Selon le point de vue d’Alford, le lanceur d’alerte ne fait pas l’expérience de sa déloyauté envers l’entreprise, mais de sa confrontation avec un système humain tourné vers la défense de son intégrité, c’est-à-dire, pour reprendre le langage de la transgression, de ses frontières (6). Le concept de loyauté n’est pas essentiel pour expliquer la situation psychologique du lanceur d’alerte ou juger de son acte. C’est un point qu’un spécialiste de l’éthique des affaires, Ronald Duska, a développé de façon systématique dans un court et brillant argument. Il en sera question dans le prochain article.
Alain Anquetil
(1) A. Tumasjan, M. Strobel et I. Welpe, « Ethical leadership évaluations after moral transgression: Social distance makes the difference », Journal of Business Ethics, 99, 2011, p. 609-622. L’autre article est de P.T.M. Desmet, D. De Cremer et E. van Dijk, « On the psychology of financial compensations to restore fairness transgressions: When intentions determine value », Journal of Business Ethics, 95, 2010, p. 105-115.
(2) C. F. Alford, Whistleblowers: Broken lives and organizational power, Cornell University Press, 2001.
(3) En pratique, Alford définit le lanceur d’alerte par son expérience des représailles dont il est la victime (p. 18). Il a fondé ses analyses sur des entretiens avec des lanceurs d’alerte dont l’une des caractéristiques est d’avoir souffert de leurs actes dans leurs vies personnelles. « La plupart ont perdu leurs maisons », écrit Alford. « Beaucoup ont perdu leurs familles. Cela n’arrive pas d’un seul coup, mais le dossier des lanceurs d’alerte traîne pendant des années, ce qui exerce une pression considérable sur les familles. La plupart des lanceurs d’alerte souffrent de dépression et d’alcoolisme (…) » etc.
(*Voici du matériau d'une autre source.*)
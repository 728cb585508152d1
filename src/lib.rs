pub mod error;
pub mod menu;
pub mod orchestrator;
pub mod sequence;
pub mod types;
pub mod utils;
pub mod wallet;

pub use error::{Result, WalletError};
pub use orchestrator::{Orchestrator, ProcessStepRunner, StepRunner};
pub use sequence::generate_sequence;
pub use types::{RunSummary, StepReport, TxKind, Verbosity};
pub use wallet::{Config, WalletManager};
(4) David Hume, Appendice III de l’Enquête sur les principes de la morale.
(5) A.C. Wicks, D.R. Gilbert, R.E. Freeman, « A feminist reinterpretation of the stakeholder concept », Business Ethics Quarterly, 4(4), 1994, p. 475-497 ; tr. fr. C. Laugier, « Une réinterprétation féministe du concept de partie prenante », in A. Anquetil (éd.), Textes clés de l’éthique des affaires, Paris, Vrin, 2011.
(6) Alford emploie le concept de transgression comme synonyme de « violation de frontière ».